Contra Elon Musk, ecological sustainability isn’t a question of how many people a land mass can contain, but how many it can sustain. People can go just about anywhere for short periods of time, but if they want to put down roots and maintain a certain standard of living they are going to need large amounts of biologically productive space nearby. There’s the rub.
Michael Lind anticipates the coming resource wars:
There is not enough cobalt, neodymium, or lithium being mined and refined in the entire world today for Britain to meet its green transition goals in the next generation. And Britain has only 67 million people. The United States has 330 million. The world has nearly 8 billion. Do the math.”
Indeed, Earth Overshoot gives The United States a “D” grade for sustainability and concludes that America’s “current population and its consumption of renewable resources is far greater than what is sustainable.”
Earth Overshoot echoes Lind’s concern:
A US National Intelligence Council Report in 2013 assessing the country’s natural resources stated globally, more resources will be needed as population increases by 2040 unless there is a radical deviation from the business-as-usual trajectory. At the aggregate level, there are significant scarcity challenges for a number of key natural resources with potential impact on U.S. security.”
The report notes that Congress’ immigration policies are now driving America’s population increases.
Joe Guzzardi observes that U.S. population growth and drought are on a collision course:
Ranked according to drought severity, the top seven states include four that are primary migrant destinations: Arizona, New Mexico, California and Texas, the arrival point for thousands of migrants….
“….Those calling for increased immigration forget that growth is finite. Sir David Attenborough, the natural history filmmaker and biologist who advocated halving immigration into the United Kingdom to preserve as much of the landscape as possible once said, ‘I’ve never seen a problem that wouldn’t be easier to solve with fewer people, or harder, and ultimately impossible, with more.'”

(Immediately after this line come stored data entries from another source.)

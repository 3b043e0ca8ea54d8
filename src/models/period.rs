//! Time periods for survey waves.
//!
//! A period is either a bare year or a (year, quarter) pair, matching the
//! `"YYYY"` and `"YYYY-TQ"` labels used by the survey's published tables.
//! Ordering is always chronological, never lexical.

use std::cmp::Ordering;
use std::fmt;
use std::str::FromStr;

use crate::error::PipelineError;

/// A point on the survey time axis
#[derive(Debug, Clone, Copy, PartialEq, Eq, Hash)]
pub enum Period {
    /// Yearly period (e.g., 2020)
    Year(i32),
    /// Quarterly period (e.g., 2020-T1)
    Quarter(i32, u8), // year, quarter (1-4)
}

impl Period {
    /// Year component of the period
    #[must_use]
    pub const fn year(&self) -> i32 {
        match self {
            Self::Year(year) | Self::Quarter(year, _) => *year,
        }
    }

    /// Quarter component, if this is a quarterly period
    #[must_use]
    pub const fn quarter(&self) -> Option<u8> {
        match self {
            Self::Year(_) => None,
            Self::Quarter(_, quarter) => Some(*quarter),
        }
    }
}

impl Ord for Period {
    fn cmp(&self, other: &Self) -> Ordering {
        // A bare year sorts before any quarter of the same year
        (self.year(), self.quarter().unwrap_or(0)).cmp(&(other.year(), other.quarter().unwrap_or(0)))
    }
}

impl PartialOrd for Period {
    fn partial_cmp(&self, other: &Self) -> Option<Ordering> {
        Some(self.cmp(other))
    }
}

impl fmt::Display for Period {
    fn fmt(&self, f: &mut fmt::Formatter<'_>) -> fmt::Result {
        match self {
            Self::Year(year) => write!(f, "{year}"),
            Self::Quarter(year, quarter) => write!(f, "{year}-T{quarter}"),
        }
    }
}

impl FromStr for Period {
    type Err = PipelineError;

    /// Parse a period label.
    ///
    /// Supported formats:
    /// - `"2020"` - year
    /// - `"2020-T1"` - year and quarter
    fn from_str(s: &str) -> Result<Self, Self::Err> {
        let s = s.trim();
        if let Some((year_part, quarter_part)) = s.split_once('-') {
            let year = year_part
                .parse::<i32>()
                .map_err(|_| PipelineError::InvalidPeriod(s.to_string()))?;
            let quarter = quarter_part
                .strip_prefix('T')
                .and_then(|q| q.parse::<u8>().ok())
                .ok_or_else(|| PipelineError::InvalidPeriod(s.to_string()))?;
            if !(1..=4).contains(&quarter) {
                return Err(PipelineError::InvalidPeriod(s.to_string()));
            }
            Ok(Self::Quarter(year, quarter))
        } else {
            let year = s
                .parse::<i32>()
                .map_err(|_| PipelineError::InvalidPeriod(s.to_string()))?;
            Ok(Self::Year(year))
        }
    }
}

#[cfg(test)]
mod tests {
    use super::*;

    #[test]
    fn test_period_from_str() {
        assert_eq!("2020".parse::<Period>().unwrap(), Period::Year(2020));
        assert_eq!("2020-T1".parse::<Period>().unwrap(), Period::Quarter(2020, 1));
        assert_eq!(" 2023-T4 ".parse::<Period>().unwrap(), Period::Quarter(2023, 4));
        assert!("2020-T5".parse::<Period>().is_err());
        assert!("2020-Q1".parse::<Period>().is_err());
        assert!("veinte".parse::<Period>().is_err());
    }

    #[test]
    fn test_period_display_round_trip() {
        for period in [Period::Year(2019), Period::Quarter(2022, 3)] {
            assert_eq!(period.to_string().parse::<Period>().unwrap(), period);
        }
    }

    #[test]
    fn test_chronological_order() {
        let mut periods = vec![
            Period::Quarter(2023, 2),
            Period::Quarter(2022, 4),
            Period::Quarter(2023, 1),
        ];
        periods.sort();
        assert_eq!(
            periods,
            vec![
                Period::Quarter(2022, 4),
                Period::Quarter(2023, 1),
                Period::Quarter(2023, 2),
            ]
        );
    }

    #[test]
    fn test_year_sorts_before_quarters_of_same_year() {
        assert!(Period::Year(2020) < Period::Quarter(2020, 1));
        assert!(Period::Quarter(2019, 4) < Period::Year(2020));
    }
}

The editorial boards at major news outlets have been banging the drum for higher immigration levels for the purpose of growing the population faster. Recent examples come from The Washington Post and The Wall Street Journal.
Gerald Winegrad says “The sky-is-falling nature of this coverage is faulty and a blot on journalistic integrity”:
…Economic growth does not require population increases. We can grow our economy by using education and technology to increase productivity. We live in a world of finite resources with food, water, and health care insecurity. With slower or zero population growth, we can make greater progress toward resolving economic and environmental issues and boost our productivity as a nation and the quality of life for all of us. Calling for population growth to increase the number of workers flies in the face of the need to find employment for the 6.3 million currently unemployed.”